The Persistent Survival of MPN Cells to JAK2 Inhibition is Dependent on SHP2 Activity, Which May Provide a Therapeutic Target to Enhance Current Anti-MPN Therapies

Philadelphia chromosome-negative myeloproliferative neoplasms (MPNs), including polycythemia vera (PV), essential thrombocythemia (ET), and primary myelofibrosis, are hematopoietic stem cell disorders that affect about 300,000 people in the U.S. PV and ET can progress to myelofibrosis where patients are susceptible to bone marrow failure, increased incidence of acute leukemia, and poor survival. MPNs are driven by aberrant JAK2 activity that is a consequence of mutations in JAK2, Mpl, or CalR. The JAK1/2 inhibitor ruxolitinib, which is FDA-approved for a subset of MPN patients, is effective in reducing patient symptomology but fails to induce remission, as it has little effect on the neoplastic cell burden.
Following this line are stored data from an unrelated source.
//! Vitals entry form.

use ratatui::{
    layout::{Constraint, Direction, Layout, Rect},
    text::{Line, Span},
    widgets::{Block, Borders, Paragraph},
    Frame,
};
use zeroize::Zeroize;

use crate::domain::{PatientVitals, Sex};
use crate::tui::styles::MedicalTheme;

use super::{render_footer, render_header};

/// Entry widget behavior for one field.
#[derive(Debug, Clone, Copy)]
pub enum FieldKind {
    Integer { min: u32, max: u32 },
    Decimal { min: f64, max: f64 },
    Sex,
}

/// Form field definition
#[derive(Debug, Clone)]
pub struct FormField {
    pub label: &'static str,
    pub hint: &'static str,
    pub value: String,
    pub kind: FieldKind,
}

/// Vitals form state
pub struct VitalsFormState {
    pub fields: Vec<FormField>,
    pub sex: Sex,
    pub selected_field: usize,
    pub error_message: Option<String>,
}

/// Index of the sex toggle within `fields`.
const SEX_FIELD: usize = 1;

impl Default for VitalsFormState {
    fn default() -> Self {
        let defaults = PatientVitals::default();
        Self {
            fields: vec![
                FormField {
                    label: "Age",
                    hint: "years (0-120)",
                    value: defaults.age.to_string(),
                    kind: FieldKind::Integer { min: 0, max: 120 },
                },
                FormField {
                    label: "Sex",
                    hint: "◂ ▸ to change",
                    value: String::new(),
                    kind: FieldKind::Sex,
                },
                FormField {
                    label: "Weight",
                    hint: "kg (30-250)",
                    value: format!("{:.1}", defaults.weight_kg),
                    kind: FieldKind::Decimal {
                        min: 30.0,
                        max: 250.0,
                    },
                },
                FormField {
                    label: "Height",
                    hint: "cm (100-220)",
                    value: format!("{:.1}", defaults.height_cm),
                    kind: FieldKind::Decimal {
                        min: 100.0,
                        max: 220.0,
                    },
                },
                FormField {
                    label: "Systolic BP",
                    hint: "mmHg (80-250)",
                    value: defaults.systolic.to_string(),
                    kind: FieldKind::Integer { min: 80, max: 250 },
                },
                FormField {
                    label: "Diastolic BP",
                    hint: "mmHg (40-150)",
                    value: defaults.diastolic.to_string(),
                    kind: FieldKind::Integer { min: 40, max: 150 },
                },
                FormField {
                    label: "Heart Rate",
                    hint: "bpm (30-200)",
                    value: defaults.heart_rate.to_string(),
                    kind: FieldKind::Integer { min: 30, max: 200 },
                },
                FormField {
                    label: "Temperature",
                    hint: "°C (34-42)",
                    value: format!("{:.1}", defaults.temperature_c),
                    kind: FieldKind::Decimal {
                        min: 34.0,
                        max: 42.0,
                    },
                },
            ],
            sex: defaults.sex,
            selected_field: 0,
            error_message: None,
        }
    }
}

impl VitalsFormState {
    /// Move to the next field
    pub fn next_field(&mut self) {
        self.selected_field = (self.selected_field + 1) % self.fields.len();
    }

    /// Move to the previous field
    pub fn prev_field(&mut self) {
        if self.selected_field == 0 {
            self.selected_field = self.fields.len() - 1;
        } else {
            self.selected_field -= 1;
        }
    }

    /// Add a character to the current field (numeric fields only)
    pub fn input_char(&mut self, c: char) {
        let field = &mut self.fields[self.selected_field];
        if matches!(field.kind, FieldKind::Sex) {
            return;
        }
        if c.is_ascii_digit() || c == '.' {
            field.value.push(c);
            self.error_message = None;
        }
    }

    /// Delete the last character
    pub fn delete_char(&mut self) {
        self.fields[self.selected_field].value.pop();
    }

    /// Clear the current field
    pub fn clear_field(&mut self) {
        self.fields[self.selected_field].value.clear();
    }

    /// Flip the sex toggle when it is the focused field.
    pub fn toggle_selected(&mut self) {
        if self.selected_field == SEX_FIELD {
            self.sex = self.sex.toggled();
        }
    }

    /// Wipe all entry buffers and restore the default values.
    ///
    /// Entered vitals never outlive the form: buffers are zeroized before
    /// being replaced.
    pub fn restore_defaults(&mut self) {
        for field in self.fields.iter_mut() {
            field.value.zeroize();
        }
        *self = Self::default();
    }

    /// Validate and convert the entries to `PatientVitals`.
    pub fn to_vitals(&self) -> Result<PatientVitals, String> {
        Ok(PatientVitals {
            age: self.parse_integer(0)?,
            sex: self.sex,
            weight_kg: self.parse_decimal(2)?,
            height_cm: self.parse_decimal(3)?,
            systolic: self.parse_integer(4)?,
            diastolic: self.parse_integer(5)?,
            heart_rate: self.parse_integer(6)?,
            temperature_c: self.parse_decimal(7)?,
        })
    }

    fn parse_integer(&self, index: usize) -> Result<u32, String> {
        let field = &self.fields[index];
        let FieldKind::Integer { min, max } = field.kind else {
            return Err(format!("{}: not an integer field", field.label));
        };
        let value: u32 = field
            .value
            .parse()
            .map_err(|_| format!("{}: Invalid number", field.label))?;
        if value < min || value > max {
            return Err(format!(
                "{}: Value must be between {} and {}",
                field.label, min, max
            ));
        }
        Ok(value)
    }

    fn parse_decimal(&self, index: usize) -> Result<f64, String> {
        let field = &self.fields[index];
        let FieldKind::Decimal { min, max } = field.kind else {
            return Err(format!("{}: not a decimal field", field.label));
        };
        let value: f64 = field
            .value
            .parse()
            .map_err(|_| format!("{}: Invalid number", field.label))?;
        if value < min || value > max {
            return Err(format!(
                "{}: Value must be between {} and {}",
                field.label, min, max
            ));
        }
        Ok(value)
    }
}

/// Render the vitals entry form
pub fn render_vitals_form(f: &mut Frame, area: Rect, state: &VitalsFormState) {
    let chunks = Layout::default()
        .direction(Direction::Vertical)
        .constraints([
            Constraint::Length(3), // Header
            Constraint::Min(0),    // Form
            Constraint::Length(3), // Footer/error
        ])
        .split(area);

    render_header(f, chunks[0], "Patient Vitals", "Single-session entry");
    render_form_fields(f, chunks[1], state);
    render_form_footer(f, chunks[2], state);
}

fn render_form_fields(f: &mut Frame, area: Rect, state: &VitalsFormState) {
    // Two-column layout, four fields per column
    let columns = Layout::default()
        .direction(Direction::Horizontal)
        .constraints([Constraint::Percentage(50), Constraint::Percentage(50)])
        .margin(1)
        .split(area);

    let mid = (state.fields.len() + 1) / 2;

    render_field_column(f, columns[0], state, 0, mid);
    render_field_column(f, columns[1], state, mid, state.fields.len());
}

fn render_field_column(f: &mut Frame, area: Rect, state: &VitalsFormState, from: usize, to: usize) {
    let field_height = 3;
    let constraints: Vec<Constraint> = (from..to)
        .map(|_| Constraint::Length(field_height))
        .chain(std::iter::once(Constraint::Min(0)))
        .collect();

    let chunks = Layout::default()
        .direction(Direction::Vertical)
        .constraints(constraints)
        .split(area);

    for (chunk, index) in chunks.iter().zip(from..to) {
        let field = &state.fields[index];
        let is_selected = index == state.selected_field;

        let border_style = if is_selected {
            MedicalTheme::border_focused()
        } else {
            MedicalTheme::border()
        };
        let title_style = if is_selected {
            MedicalTheme::focused()
        } else {
            MedicalTheme::text_secondary()
        };

        let block = Block::default()
            .title(Span::styled(format!(" {} ", field.label), title_style))
            .borders(Borders::ALL)
            .border_style(border_style);

        let content = Paragraph::new(field_line(field, state.sex, is_selected)).block(block);
        f.render_widget(content, *chunk);
    }
}

fn field_line(field: &FormField, sex: Sex, is_selected: bool) -> Line<'_> {
    if matches!(field.kind, FieldKind::Sex) {
        let arrows = if is_selected {
            MedicalTheme::focused()
        } else {
            MedicalTheme::text_muted()
        };
        return Line::from(vec![
            Span::raw(" "),
            Span::styled("◂ ", arrows),
            Span::styled(sex.to_string(), MedicalTheme::text()),
            Span::styled(" ▸", arrows),
        ]);
    }

    let value_display = if field.value.is_empty() {
        Span::styled(field.hint, MedicalTheme::text_muted())
    } else {
        Span::styled(&field.value, MedicalTheme::text())
    };

    Line::from(vec![
        Span::raw(" "),
        value_display,
        if is_selected {
            Span::styled("▌", MedicalTheme::focused())
        } else {
            Span::raw("")
        },
    ])
}

fn render_form_footer(f: &mut Frame, area: Rect, state: &VitalsFormState) {
    let status = state
        .error_message
        .as_ref()
        .map(|err| super::StatusMessage::error(err.clone()));

    render_footer(
        f,
        area,
        &[
            ("↑↓", "Navigate"),
            ("◂▸", "Toggle"),
            ("Enter", "Assess"),
            ("D", "Defaults"),
            ("Esc", "Back"),
        ],
        status.as_ref(),
    );
}

#[cfg(test)]
mod tests {
    use super::*;

    #[test]
    fn test_defaults_round_trip() {
        let state = VitalsFormState::default();
        let vitals = state.to_vitals().expect("Should parse defaults");

        assert_eq!(vitals.age, 30);
        assert_eq!(vitals.sex, Sex::Male);
        assert!((vitals.weight_kg - 70.0).abs() < f64::EPSILON);
        assert_eq!(vitals.systolic, 120);
    }

    #[test]
    fn test_navigation_wraps() {
        let mut state = VitalsFormState::default();
        assert_eq!(state.selected_field, 0);

        state.prev_field();
        assert_eq!(state.selected_field, state.fields.len() - 1);

        state.next_field();
        assert_eq!(state.selected_field, 0);
    }

    #[test]
    fn test_input_char_filters_non_numeric() {
        let mut state = VitalsFormState::default();
        state.clear_field();
        state.input_char('4');
        state.input_char('x');
        state.input_char('2');
        assert_eq!(state.fields[0].value, "42");
    }

    #[test]
    fn test_sex_toggle_only_on_sex_field() {
        let mut state = VitalsFormState::default();

        // Focused on Age: toggling does nothing.
        state.toggle_selected();
        assert_eq!(state.sex, Sex::Male);

        state.selected_field = SEX_FIELD;
        state.toggle_selected();
        assert_eq!(state.sex, Sex::Female);

        // Typing into the sex field is ignored.
        state.input_char('1');
        assert!(state.fields[SEX_FIELD].value.is_empty());
    }

    #[test]
    fn test_invalid_number_reported_with_label() {
        let mut state = VitalsFormState::default();
        state.selected_field = 4;
        state.clear_field();
        state.input_char('.');

        let err = state.to_vitals().expect_err("Should reject");
        assert!(err.contains("Systolic BP"));
    }

    #[test]
    fn test_out_of_range_rejected() {
        let mut state = VitalsFormState::default();
        state.selected_field = 7;
        state.clear_field();
        for c in "43.5".chars() {
            state.input_char(c);
        }

        let err = state.to_vitals().expect_err("Should reject");
        assert!(err.contains("between 34 and 42"));
    }

    #[test]
    fn test_restore_defaults_resets_state() {
        let mut state = VitalsFormState::default();
        state.selected_field = 2;
        state.clear_field();
        state.input_char('9');
        state.error_message = Some("boom".to_string());

        state.restore_defaults();
        assert_eq!(state.selected_field, 0);
        assert!(state.error_message.is_none());
        assert_eq!(state.fields[2].value, "70.0");
    }
}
However, a modest increase in survival and decrease of allele burden has been suggested following long-term ruxolitinib treatment. The quality of life benefit afforded by ruxolitinib suggests it will likely remain a mainstay of future MPN therapies. Identifying the mechanism(s) by which cells persistently survive in the presence of ruxolitinib could prove pivotal to improving JAK2 inhibitor therapies in MPN patients.